On Sunday, June 21, Kenya's Coronavirus cases rose to 4,738 after a record high of 260 tested positive from 3,651 samples in 24 hours, with the youngest identified as a 7-month-old baby and the eldest being a 90-year-old.
During the daily Covid-19 briefing at Afya House, Health CS Mutahi Kagwe announced that the total number of samples tested in the country stood at 140,000.
An additional 21 individuals were discharged over the same period, bringing total recoveries to 1,607.
Unfortunately, 2 more patients died, bringing the number of recorded fatalities to 123.
Of the 260 new cases, 254 were identified as Kenyans while the rest were foreigners with 176 being male and 84 female.
The regional distribution of the new cases was detailed as follows: Nairobi 157, Mombasa 42, Kwale 15. Kiambu 14, Machakos 9, Kajiado 7, Migori 3, Nakuru 3, Busia 3, Homabay 2, Kilifi 1, Kisii 1, Kisumu 1, Kakamega 1, and Laikipia 1.
In a new development, 550 positive patients were discharged under the newly-introduced home-based care system, with 338 from the Kenyatta University Teaching Referral and Research Hospital and 212 from the Coast General Hospital.

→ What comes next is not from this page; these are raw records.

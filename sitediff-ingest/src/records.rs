use serde::{Deserialize, Serialize};

/// One row of a crawl-status export.
#[derive(Debug, Clone, PartialEq, Eq, Serialize, Deserialize)]
pub struct StatusRow {
    pub url: String,
    pub last_crawled: String,
}

impl StatusRow {
    pub fn new(url: impl Into<String>, last_crawled: impl Into<String>) -> Self {
        Self {
            url: url.into(),
            last_crawled: last_crawled.into(),
        }
    }
}

/// A redirect rule keyed by its normalized source path.
#[derive(Debug, Clone, PartialEq, Eq, Serialize, Deserialize)]
pub struct RedirectRule {
    /// The `source` cell as exported.
    pub source_raw: String,
    /// Leading-slash, lowercase form of the source.
    pub source: String,
    pub destination: String,
    pub kind: String,
    pub status: String,
}

/// An affiliate link record. Served on the old site at `/recommends/{slug}`.
#[derive(Debug, Clone, PartialEq, Eq, Serialize, Deserialize)]
pub struct AffiliateLink {
    pub slug: String,
    pub name: String,
    pub destination_url: String,
    pub category: String,
    pub has_geo_links: bool,
}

Marking 100 days since the first Covid-19 case was recorded in Kenya, CS Kagwe took time to thank several stakeholders for their role in combating the pandemic and highlighted the role of the media in spreading the word on the various safety measures recommended by the national government.
"I thank the media for highlighting matters relating to Covid-19. We are greatly indebted to you," he stated.
“We have put in the work and we will continue to do so taking note of and learning from the challenges and failures we have experienced since this journey began," he added.
Following the outbreak, CS Kagwe revealed that the government had increased its capacity, with 58,958 tested between June 1 - June 21, with 2,717 testing positive for Covid-19, adding that each county would be equipped with at least 300 isolation beds in the following 7 days.
"It is evident that Covid-19 will be with us longer and it will stretch our healthcare system, it is now our personal responsibility to ensure we observe the containment measures to fight the disease. The 100-day milestone is bittersweet. We mourn the lives that were lost to the virus. We are ready to battle the disease and come out victorious," he asserted.
The CS also noted that the pandemic had adversely affected people's mental health, citing certain measures such as stay home orders, keeping social distancing as having brought about a lot of anxiety.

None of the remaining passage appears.